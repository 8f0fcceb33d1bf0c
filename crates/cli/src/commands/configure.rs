use anyhow::{Context, Result};
use starmap_core::config::{Config, parse_config};
use std::fs;
use std::io::{self, Write};
use std::path::{Path, PathBuf};

/// Environment variable that overrides the stored API key
pub const API_KEY_ENV: &str = "STARMAP_API_KEY";

/// Get path to the user config file
fn config_path() -> Result<PathBuf> {
    let home = std::env::var("HOME")
        .or_else(|_| std::env::var("USERPROFILE"))
        .context("Could not determine home directory")?;
    Ok(PathBuf::from(home).join(".starmap").join("config.toml"))
}

/// Load user config, or the built-in defaults when no file exists yet
pub fn load_config() -> Result<Config> {
    let path = config_path()?;
    Ok(load_config_from(&path)?.unwrap_or_default())
}

fn load_config_from(path: &Path) -> Result<Option<Config>> {
    if !path.exists() {
        return Ok(None);
    }
    let config = parse_config(path)
        .with_context(|| format!("Failed to load {}", path.display()))?;
    Ok(Some(config))
}

fn save_config_to(path: &Path, config: &Config) -> Result<()> {
    if let Some(dir) = path.parent() {
        fs::create_dir_all(dir).context("Failed to create config directory")?;
    }
    let contents = config
        .to_toml_string()
        .context("Failed to serialize config")?;
    fs::write(path, contents).context("Failed to write config file")?;

    // The file holds a credential.
    #[cfg(unix)]
    {
        use std::os::unix::fs::PermissionsExt;
        fs::set_permissions(path, fs::Permissions::from_mode(0o600))
            .context("Failed to restrict config file permissions")?;
    }

    Ok(())
}

/// Pick the API key: environment first, then config file. Blank keys count
/// as unset.
pub fn resolve_api_key(env_key: Option<String>, config: &Config) -> Option<String> {
    env_key
        .filter(|k| !k.trim().is_empty())
        .or_else(|| {
            config
                .rapidapi
                .api_key
                .clone()
                .filter(|k| !k.trim().is_empty())
        })
}

/// Helper to read user input
fn read_input(prompt: &str) -> Result<String> {
    print!("{}", prompt);
    io::stdout().flush()?;
    let mut input = String::new();
    io::stdin().read_line(&mut input)?;
    Ok(input.trim().to_string())
}

/// Show only the first characters of a stored key
fn key_preview(key: &str) -> String {
    let shown: String = key.chars().take(6).collect();
    format!("{}...", shown)
}

/// Prompt for the RapidAPI key and default timezone, then save
pub async fn run() -> Result<()> {
    println!("🔧 Configuring StarMap...\n");

    let path = config_path()?;
    let mut config = load_config_from(&path)?.unwrap_or_default();

    println!("📋 You'll need a RapidAPI key subscribed to The Numerology API.");
    println!("   Find it at: https://rapidapi.com/developer/apps");
    println!();

    let existing_key = config.rapidapi.api_key.clone().unwrap_or_default();
    let api_key = if !existing_key.is_empty() {
        let input = read_input(&format!(
            "API Key [current: {}]: ",
            key_preview(&existing_key)
        ))?;
        if input.is_empty() { existing_key } else { input }
    } else {
        read_input("API Key: ")?
    };

    if api_key.is_empty() {
        anyhow::bail!("API key is required");
    }
    config.rapidapi.api_key = Some(api_key);

    let tz = read_input(&format!(
        "Default timezone [current: {}]: ",
        config.defaults.tz
    ))?;
    if !tz.is_empty() {
        config.defaults.tz = tz;
    }

    save_config_to(&path, &config)?;

    println!();
    println!("✅ Configuration saved to: {}", path.display());
    println!("   {} overrides the stored key when set.", API_KEY_ENV);
    println!();
    println!("🚀 Try: starmap horoscope --dob 1990-07-16");

    Ok(())
}
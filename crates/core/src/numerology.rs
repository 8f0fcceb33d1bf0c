use crate::params::QueryParams;
use chrono::{Datelike, NaiveDate};
use serde::{Deserialize, Serialize};

const DATE_FORMAT: &str = "%Y-%m-%d";

/// Name split the way the name-based numerology endpoints expect it
#[derive(Debug, Clone, PartialEq, Eq, Serialize, Deserialize)]
pub struct PersonName {
    pub first: String,
    #[serde(skip_serializing_if = "Option::is_none")]
    pub middle: Option<String>,
    pub last: String,
}

impl PersonName {
    pub fn new(first: impl Into<String>, last: impl Into<String>) -> Self {
        Self {
            first: first.into(),
            middle: None,
            last: last.into(),
        }
    }

    pub fn middle(mut self, middle: impl Into<String>) -> Self {
        self.middle = Some(middle.into());
        self
    }

    /// Split a full name on whitespace: first word, last word, and whatever
    /// lies between as the middle name. Needs at least two words.
    pub fn parse(full_name: &str) -> Option<Self> {
        let words: Vec<&str> = full_name.split_whitespace().collect();
        match words.as_slice() {
            [first, middle @ .., last] if !middle.is_empty() => {
                Some(PersonName::new(*first, *last).middle(middle.join(" ")))
            }
            [first, last] => Some(PersonName::new(*first, *last)),
            _ => None,
        }
    }

    /// The service rejects a missing middle name, so blank is sent as one space
    fn middle_param(&self) -> &str {
        match self.middle.as_deref() {
            Some(middle) if !middle.trim().is_empty() => middle,
            _ => " ",
        }
    }

    pub fn query_params(&self) -> QueryParams {
        let mut params = QueryParams::new();
        params
            .push("first_name", &self.first)
            .push("middle_name", self.middle_param())
            .push("last_name", &self.last);
        params
    }
}

/// Lucky days over a window of weeks
#[derive(Debug, Clone, PartialEq, Eq, Serialize, Deserialize)]
pub struct LuckyDaysRequest {
    pub dob: NaiveDate,
    #[serde(skip_serializing_if = "Option::is_none")]
    pub start_date: Option<NaiveDate>,
    #[serde(skip_serializing_if = "Option::is_none")]
    pub weeks: Option<u32>,
}

impl LuckyDaysRequest {
    pub fn new(dob: NaiveDate) -> Self {
        Self {
            dob,
            start_date: None,
            weeks: None,
        }
    }

    pub fn start_date(mut self, start_date: NaiveDate) -> Self {
        self.start_date = Some(start_date);
        self
    }

    pub fn weeks(mut self, weeks: u32) -> Self {
        self.weeks = Some(weeks);
        self
    }

    pub fn query_params(&self) -> QueryParams {
        let mut params = QueryParams::new();
        params
            .push("dob", self.dob.format(DATE_FORMAT))
            .push_opt("start_date", self.start_date.map(|d| d.format(DATE_FORMAT)))
            .push_opt("weeks", self.weeks);
        params
    }
}

fn ymd_params(year: i32, month: u32, day: u32) -> QueryParams {
    let mut params = QueryParams::new();
    params
        .push("year", year)
        .push("month", month)
        .push("day", day);
    params
}

fn birth_ymd_params(date: NaiveDate) -> QueryParams {
    let mut params = QueryParams::new();
    params
        .push("birth_year", date.year())
        .push("birth_month", date.month())
        .push("birth_day", date.day());
    params
}

/// `/life_path` and `/karmic_debt`
pub fn date_params(date: NaiveDate) -> QueryParams {
    ymd_params(date.year(), date.month(), date.day())
}

/// Cheapest known-good request, used to check the key and the service
pub fn health_check_params() -> QueryParams {
    ymd_params(2000, 1, 1)
}

pub fn attitude_params(date: NaiveDate) -> QueryParams {
    let mut params = QueryParams::new();
    params
        .push("birth_day", date.day())
        .push("birth_month", date.month());
    params
}

pub fn balance_params(initials: &str) -> QueryParams {
    let mut params = QueryParams::new();
    params.push("initials", initials);
    params
}

/// `/challenge_number` and `/period_cycles`
pub fn birth_date_params(date: NaiveDate) -> QueryParams {
    birth_ymd_params(date)
}

pub fn full_name_params(full_name: &str) -> QueryParams {
    let mut params = QueryParams::new();
    params.push("full_name", full_name);
    params
}

pub fn subconscious_params(name: &str) -> QueryParams {
    let mut params = QueryParams::new();
    params.push("name", name);
    params
}

pub fn thought_params(first_name: &str, birth_day: u32) -> QueryParams {
    let mut params = QueryParams::new();
    params
        .push("first_name", first_name)
        .push("birth_day", birth_day);
    params
}

pub fn lucky_numbers_params(birthdate: NaiveDate, full_name: &str) -> QueryParams {
    let mut params = QueryParams::new();
    params
        .push("birthdate", birthdate.format(DATE_FORMAT))
        .push("full_name", full_name);
    params
}

#[cfg(test)]
mod tests {
    use super::*;

    fn dob() -> NaiveDate {
        NaiveDate::from_ymd_opt(1990, 7, 16).unwrap()
    }

    #[test]
    fn test_person_name_params() {
        let name = PersonName::new("John", "Doe").middle("Paul");
        let params = name.query_params();
        assert_eq!(
            params.as_slice(),
            &[
                ("first_name", "John".to_string()),
                ("middle_name", "Paul".to_string()),
                ("last_name", "Doe".to_string()),
            ]
        );
    }

    #[test]
    fn test_blank_middle_name_sent_as_space() {
        let params = PersonName::new("John", "Doe").query_params();
        assert_eq!(params.get("middle_name"), Some(" "));

        let params = PersonName::new("John", "Doe").middle("   ").query_params();
        assert_eq!(params.get("middle_name"), Some(" "));
    }

    #[test]
    fn test_person_name_parse() {
        assert_eq!(
            PersonName::parse("John Ronald Reuel Tolkien"),
            Some(PersonName::new("John", "Tolkien").middle("Ronald Reuel"))
        );
        assert_eq!(
            PersonName::parse("  Jane   Doe "),
            Some(PersonName::new("Jane", "Doe"))
        );
        assert_eq!(PersonName::parse("Cher"), None);
        assert_eq!(PersonName::parse(""), None);
    }

    #[test]
    fn test_lucky_days_omits_absent_window() {
        let params = LuckyDaysRequest::new(dob()).query_params();
        let keys: Vec<&str> = params.keys().collect();
        assert_eq!(keys, vec!["dob"]);
        assert_eq!(params.get("dob"), Some("1990-07-16"));
    }

    #[test]
    fn test_lucky_days_with_window() {
        let start = NaiveDate::from_ymd_opt(2026, 10, 19).unwrap();
        let params = LuckyDaysRequest::new(dob())
            .start_date(start)
            .weeks(0)
            .query_params();
        let keys: Vec<&str> = params.keys().collect();
        assert_eq!(keys, vec!["dob", "start_date", "weeks"]);
        assert_eq!(params.get("start_date"), Some("2026-10-19"));
        assert_eq!(params.get("weeks"), Some("0"));
    }

    #[test]
    fn test_date_shaped_params() {
        let params = date_params(dob());
        assert_eq!(params.get("year"), Some("1990"));
        assert_eq!(params.get("month"), Some("7"));
        assert_eq!(params.get("day"), Some("16"));

        let params = birth_date_params(dob());
        let keys: Vec<&str> = params.keys().collect();
        assert_eq!(keys, vec!["birth_year", "birth_month", "birth_day"]);

        let params = attitude_params(dob());
        let keys: Vec<&str> = params.keys().collect();
        assert_eq!(keys, vec!["birth_day", "birth_month"]);
        assert_eq!(params.get("birth_day"), Some("16"));
    }

    #[test]
    fn test_health_check_params() {
        let params = health_check_params();
        assert_eq!(params.get("year"), Some("2000"));
        assert_eq!(params.get("month"), Some("1"));
        assert_eq!(params.get("day"), Some("1"));
    }

    #[test]
    fn test_name_and_number_params() {
        assert_eq!(balance_params("JD").get("initials"), Some("JD"));
        let params = full_name_params("John Doe");
        assert_eq!(params.get("full_name"), Some("John Doe"));
        let params = subconscious_params("John Doe");
        assert_eq!(params.get("name"), Some("John Doe"));

        let params = thought_params("John", 16);
        assert_eq!(params.get("first_name"), Some("John"));
        assert_eq!(params.get("birth_day"), Some("16"));

        let params = lucky_numbers_params(dob(), "John Doe");
        assert_eq!(params.get("birthdate"), Some("1990-07-16"));
        assert_eq!(params.get("full_name"), Some("John Doe"));
    }
}
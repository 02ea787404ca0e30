//! Drives code display for one secret input over time.
//!
//! A [`Session`] owns the current secret text and its decoded key, and
//! turns clock readings into display snapshots. The state machine per
//! secret input is
//!
//! ```text
//! Empty -> Invalid -> Valid -> (re-enter Invalid or Empty on edit/clear)
//! ```
//!
//! From `Valid`, producing a code is a pure read driven by the clock. The
//! session itself never looks at a clock; the driving loop (a timer tick,
//! typically once per second) passes the current Unix time into
//! [`Session::tick`]. The displayed code is recomputed exactly once per
//! period transition and immediately after every secret change; a secret
//! that fails validation drops straight to an explicit no-code state,
//! never a stale one.

use log::debug;
use zeroize::Zeroizing;

use crate::totp::{self, Config};
use crate::{base32, Result};

/// Validation state of the current secret input.
#[derive(Clone, Copy, Debug, PartialEq, Eq)]
pub enum SecretState {
    /// No secret entered.
    Empty,
    /// Secret text present but not valid Base32.
    Invalid,
    /// Secret decoded; codes can be generated.
    Valid,
}

/// One snapshot of what the display should show.
#[derive(Clone, Debug, PartialEq)]
pub struct Display {
    pub state: SecretState,
    /// `None` in the `Empty` and `Invalid` states ("no code"), otherwise
    /// the current zero-padded code.
    pub code: Option<String>,
    pub remaining_seconds: u32,
}

/// Code-display driver for a single secret input.
pub struct Session {
    config: Config,
    state: SecretState,
    // decoded key bytes, wiped on drop and on every replacement
    key: Option<Zeroizing<Vec<u8>>>,
    code: Option<String>,
    last_counter: Option<u64>,
}

impl Session {
    pub fn new(config: Config) -> Self {
        Self {
            config,
            state: SecretState::Empty,
            key: None,
            code: None,
            last_counter: None,
        }
    }

    pub fn state(&self) -> SecretState {
        self.state
    }

    pub fn config(&self) -> &Config {
        &self.config
    }

    /// Replaces the secret input, re-validating from scratch.
    ///
    /// Any cached code is dropped here: after an edit the next [`tick`]
    /// recomputes immediately, and an invalid or empty input can never
    /// keep showing the previous secret's code.
    ///
    /// [`tick`]: Session::tick
    pub fn set_secret(&mut self, text: &str) {
        self.code = None;
        self.last_counter = None;

        if base32::normalize(text).is_empty() {
            self.state = SecretState::Empty;
            self.key = None;
            debug!("secret input cleared");
            return;
        }

        match base32::decode(text) {
            Ok(bytes) => {
                debug!("secret accepted ({} key bytes)", bytes.len());
                self.key = Some(Zeroizing::new(bytes));
                self.state = SecretState::Valid;
            }
            Err(_) => {
                debug!("secret rejected: not valid Base32");
                self.key = None;
                self.state = SecretState::Invalid;
            }
        }
    }

    /// Explicit user clearing; the only way back to `Empty`.
    pub fn clear(&mut self) {
        self.set_secret("");
    }

    /// Advances the session to `now_seconds` and returns the snapshot to
    /// display.
    ///
    /// The code is regenerated when the period counter has moved since the
    /// last tick (which is exactly the "remaining time just reset to the
    /// full step" observation, and also covers ticks that arrive late and
    /// skip past a boundary) or when no code has been computed since the
    /// last secret change. `Err` means the HMAC path itself failed, which
    /// is an environment problem, not bad input.
    pub fn tick(&mut self, now_seconds: u64) -> Result<Display> {
        let remaining_seconds = totp::time_remaining(now_seconds, self.config.step);

        let key = match (self.state, &self.key) {
            (SecretState::Valid, Some(key)) => key,
            _ => {
                return Ok(Display {
                    state: self.state,
                    code: None,
                    remaining_seconds,
                });
            }
        };

        let counter = totp::counter(now_seconds, self.config.step);
        if self.code.is_none() || self.last_counter != Some(counter) {
            let code = totp::totp(key, now_seconds, &self.config)?;
            debug!("code regenerated for period {}", counter);
            self.code = Some(code);
            self.last_counter = Some(counter);
        }

        Ok(Display {
            state: SecretState::Valid,
            code: self.code.clone(),
            remaining_seconds,
        })
    }
}

impl Default for Session {
    fn default() -> Self {
        Self::new(Config::default())
    }
}

// keep the secret text itself out of Debug output
impl core::fmt::Debug for Session {
    fn fmt(&self, f: &mut core::fmt::Formatter<'_>) -> core::fmt::Result {
        f.debug_struct("Session")
            .field("config", &self.config)
            .field("state", &self.state)
            .finish()
    }
}
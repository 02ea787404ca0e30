use core::convert::TryFrom;

use anyhow::Result;
use log::info;

use totp_generator::{
    authenticator::{self, Authenticator, Command},
    cli,
    session::{SecretState, Session},
    store::SecretStore,
};

fn main() -> Result<()> {

    init_logger();

    let args = init_app();

    let state_file: &str = args.value_of("STATE-FILE").unwrap();
    let store = SecretStore::open(state_file)?;
    let mut authenticator = Authenticator::new(store);

    let command = Command::try_from(&args)?;

    match command {
        Command::Register(register) => {
            let id = authenticator.register(&register, unix_now())?;
            println!("saved as {}", id);
        }
        Command::Generate(generate) => {
            let code = authenticator.generate(&generate)?;
            println!("{}", code);
        }
        Command::Watch(watch) => {
            run_watch(&authenticator, &watch)?;
        }
        Command::List => {
            if authenticator.list().is_empty() {
                println!("no saved secrets");
            }
            for record in authenticator.list() {
                let favorite = if record.is_favorite { "*" } else { " " };
                match &record.notes {
                    Some(notes) => println!("{} {}  {}  ({})", favorite, record.id, record.title, notes),
                    None => println!("{} {}  {}", favorite, record.id, record.title),
                }
            }
        }
        Command::Delete { id } => {
            let record = authenticator.delete(&id)?;
            println!("deleted {} ({})", record.id, record.title);
        }
        Command::Favorite { id } => {
            let favorite = authenticator.favorite(&id, unix_now())?;
            println!("{} is {} a favorite", id, if favorite { "now" } else { "no longer" });
        }
        Command::Share(share) => {
            println!("?s={}", authenticator.share(&share)?);
        }
    }

    Ok(())
}

/// The ≈1 Hz driving loop: tick the session once per second, repaint the
/// code and countdown, regenerate at period boundaries (the session
/// handles that part).
fn run_watch(authenticator: &Authenticator, watch: &authenticator::Watch) -> Result<()> {
    use std::io::Write as _;

    let secret = authenticator.resolve(&watch.secret)?;
    let mut session = Session::new(watch.config);
    session.set_secret(&secret);

    if session.state() != SecretState::Valid {
        anyhow::bail!("secret is not valid Base32 (characters A-Z and 2-7)");
    }

    info!("watching; press Ctrl-C to stop");
    loop {
        let display = session.tick(unix_now())?;
        // code is always present in the Valid state
        let code = display.code.as_deref().unwrap_or("-");
        print!("\r{}  ({:2}s left) ", code, display.remaining_seconds);
        std::io::stdout().flush()?;
        std::thread::sleep(std::time::Duration::from_secs(1));
    }
}

fn unix_now() -> u64 {
    let since_epoch = std::time::SystemTime::now().duration_since(std::time::SystemTime::UNIX_EPOCH).unwrap();
    since_epoch.as_secs()
}

pub fn init_app() -> clap::ArgMatches<'static> {
    let app = cli::app();
    let matches = app.get_matches();
    matches
}

pub fn init_logger() {
    simple_logger::SimpleLogger::new().init().unwrap();
}
//! URL-safe encoding of a secret for link sharing.
//!
//! This is a separate step from Base32: the share link carries the exact
//! normalized Base32 *text* (not the decoded bytes), percent-encoded for
//! use as a query-string value, so the receiving end sees the same input
//! the sender typed. Decoding is forgiving; validation happens later when
//! the text reaches the Base32 codec.

use crate::base32;

/// Encodes secret text for a `?s=` query parameter.
pub fn encode_share(secret: &str) -> String {
    urlencoding::encode(&base32::normalize(secret)).into_owned()
}

/// Recovers secret text from a share-link value.
///
/// Falls back to the raw input when percent-decoding fails; either way
/// the result is uppercased so it matches what `encode_share` produced.
pub fn decode_share(encoded: &str) -> String {
    match urlencoding::decode(encoded) {
        Ok(decoded) => decoded.to_uppercase(),
        Err(_) => encoded.to_uppercase(),
    }
}
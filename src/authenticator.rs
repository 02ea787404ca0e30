//! The store-backed TOTP app behind the command line.
//!
//! Command inputs are declared as plain Rust structs, which keeps argument
//! parsing (`cli`) separate from the operations themselves: this module
//! only sees typed requests and the explicit timestamps resolved at the
//! edge, never `ArgMatches` or the system clock.

use log::debug;
use zeroize::Zeroizing;

use crate::store::{NewSecret, SavedSecret, SecretStore};
use crate::totp::Config;
use crate::{base32, share, totp, Error, Result};

/// A secret given on the command line: typed out, or the id of a saved one.
#[derive(Clone, Debug, PartialEq)]
pub enum SecretRef {
    Literal(String),
    Saved(String),
}

/// Save a secret under a title.
#[derive(Clone, Debug, PartialEq)]
pub struct Register {
    pub title: String,
    pub secret: String,
    pub notes: Option<String>,
    pub color: Option<String>,
    pub favorite: bool,
}

/// Produce one code for a secret at a fixed timestamp.
#[derive(Clone, Debug, PartialEq)]
pub struct Generate {
    pub secret: SecretRef,
    /// Seconds since the UNIX epoch.
    pub timestamp: u64,
    pub config: Config,
}

/// Follow a secret with a live countdown.
#[derive(Clone, Debug, PartialEq)]
pub struct Watch {
    pub secret: SecretRef,
    pub config: Config,
}

/// Print the URL-safe share component for a secret.
#[derive(Clone, Debug, PartialEq)]
pub struct Share {
    pub secret: SecretRef,
}

/// Everything this app can be asked to do.
#[derive(Clone, Debug, PartialEq)]
#[allow(missing_docs)]
pub enum Command {
    Register(Register),
    Generate(Generate),
    Watch(Watch),
    List,
    Delete { id: String },
    Favorite { id: String },
    Share(Share),
}

/// The app itself: a secret store plus the pure engine underneath.
pub struct Authenticator {
    store: SecretStore,
}

impl Authenticator {
    /// Constructor, consumes the opened store.
    pub fn new(store: SecretStore) -> Self {
        Self { store }
    }

    /// Validates and saves a new secret, returning its opaque id.
    pub fn register(&mut self, parameters: &Register, now: u64) -> Result<String> {
        debug!("register {:?}", parameters.title);
        let record = self.store.add(
            NewSecret {
                title: parameters.title.clone(),
                secret: parameters.secret.clone(),
                notes: parameters.notes.clone(),
                color: parameters.color.clone(),
                is_favorite: parameters.favorite,
            },
            now,
        )?;
        Ok(record.id.clone())
    }

    /// Computes one code for a literal or saved secret.
    pub fn generate(&self, parameters: &Generate) -> Result<String> {
        let text = self.resolve(&parameters.secret)?;
        let key = Zeroizing::new(base32::decode(&text)?);
        totp::totp(&key, parameters.timestamp, &parameters.config)
    }

    /// Share-link component for a literal or saved secret.
    pub fn share(&self, parameters: &Share) -> Result<String> {
        let text = self.resolve(&parameters.secret)?;
        // only well-formed secrets are worth sharing
        base32::decode(&text)?;
        Ok(share::encode_share(&text))
    }

    pub fn delete(&mut self, id: &str) -> Result<SavedSecret> {
        self.store.remove(id)
    }

    /// Flips the favorite flag, returning the new value.
    pub fn favorite(&mut self, id: &str, now: u64) -> Result<bool> {
        Ok(self.store.toggle_favorite(id, now)?.is_favorite)
    }

    pub fn list(&self) -> Vec<&SavedSecret> {
        self.store.list()
    }

    /// Turns a [`SecretRef`] into secret text, looking saved ids up in the
    /// store.
    pub fn resolve(&self, secret: &SecretRef) -> Result<String> {
        match secret {
            SecretRef::Literal(text) => Ok(text.clone()),
            SecretRef::Saved(id) => self
                .store
                .get(id)
                .map(|record| record.secret.clone())
                .ok_or_else(|| Error::UnknownId(id.clone())),
        }
    }
}

#[cfg(test)]
mod tests {
    use super::*;
    use crate::hotp::Algorithm;

    fn authenticator() -> (tempfile::TempDir, Authenticator) {
        let dir = tempfile::tempdir().unwrap();
        let store = SecretStore::open(dir.path().join("state.postcard")).unwrap();
        (dir, Authenticator::new(store))
    }

    fn register(title: &str, secret: &str) -> Register {
        Register {
            title: title.into(),
            secret: secret.into(),
            notes: None,
            color: None,
            favorite: false,
        }
    }

    #[test]
    fn generates_from_literal_secret() {
        let (_dir, authenticator) = authenticator();
        let code = authenticator
            .generate(&Generate {
                secret: SecretRef::Literal("JBSWY3DPEHPK3PXP".into()),
                timestamp: 0,
                config: Config::default(),
            })
            .unwrap();
        assert_eq!(code, "282760");
    }

    #[test]
    fn generates_from_saved_secret() {
        let (_dir, mut authenticator) = authenticator();
        let id = authenticator
            .register(&register("demo", "JBSWY3DPEHPK3PXP"), 0)
            .unwrap();

        let code = authenticator
            .generate(&Generate {
                secret: SecretRef::Saved(id),
                timestamp: 0,
                config: Config::default(),
            })
            .unwrap();
        assert_eq!(code, "282760");
    }

    #[test]
    fn unknown_id_is_reported_as_such() {
        let (_dir, authenticator) = authenticator();
        let result = authenticator.generate(&Generate {
            secret: SecretRef::Saved("feedfacecafebeef".into()),
            timestamp: 0,
            config: Config::default(),
        });
        assert_eq!(result, Err(Error::UnknownId("feedfacecafebeef".into())));
    }

    #[test]
    fn eight_digit_codes_match_the_rfc_vectors() {
        let (_dir, authenticator) = authenticator();
        let config = Config::new(30, 8, Algorithm::Sha1).unwrap();
        let generate = |timestamp| {
            authenticator
                .generate(&Generate {
                    secret: SecretRef::Literal("GEZDGNBVGY3TQOJQGEZDGNBVGY3TQOJQ".into()),
                    timestamp,
                    config,
                })
                .unwrap()
        };
        assert_eq!(generate(59), "94287082");
        assert_eq!(generate(1_111_111_109), "07081804");
        assert_eq!(generate(1_234_567_890), "89005924");
    }

    #[test]
    fn share_rejects_invalid_secrets() {
        let (_dir, authenticator) = authenticator();
        let result = authenticator.share(&Share {
            secret: SecretRef::Literal("not-base32!!".into()),
        });
        assert_eq!(result, Err(Error::InvalidEncoding));
    }

    #[test]
    fn share_round_trips_saved_secret_text() {
        let (_dir, mut authenticator) = authenticator();
        let id = authenticator
            .register(&register("shared", "jbsw y3dp ehpk 3pxp"), 0)
            .unwrap();
        let component = authenticator
            .share(&Share { secret: SecretRef::Saved(id) })
            .unwrap();
        assert_eq!(crate::share::decode_share(&component), "JBSWY3DPEHPK3PXP");
    }

    #[test]
    fn favorite_toggles_round_trip() {
        let (_dir, mut authenticator) = authenticator();
        let id = authenticator
            .register(&register("starred", "MFRGGZDF"), 0)
            .unwrap();
        assert!(authenticator.favorite(&id, 1).unwrap());
        assert!(!authenticator.favorite(&id, 2).unwrap());
    }
}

ACTION ITEM:
What lines above contain "Tolkien"? Copy them out.

RESULT BELOW:
            PersonName::parse("John Ronald Reuel Tolkien"),
            Some(PersonName::new("John", "Tolkien").middle("Ronald Reuel"))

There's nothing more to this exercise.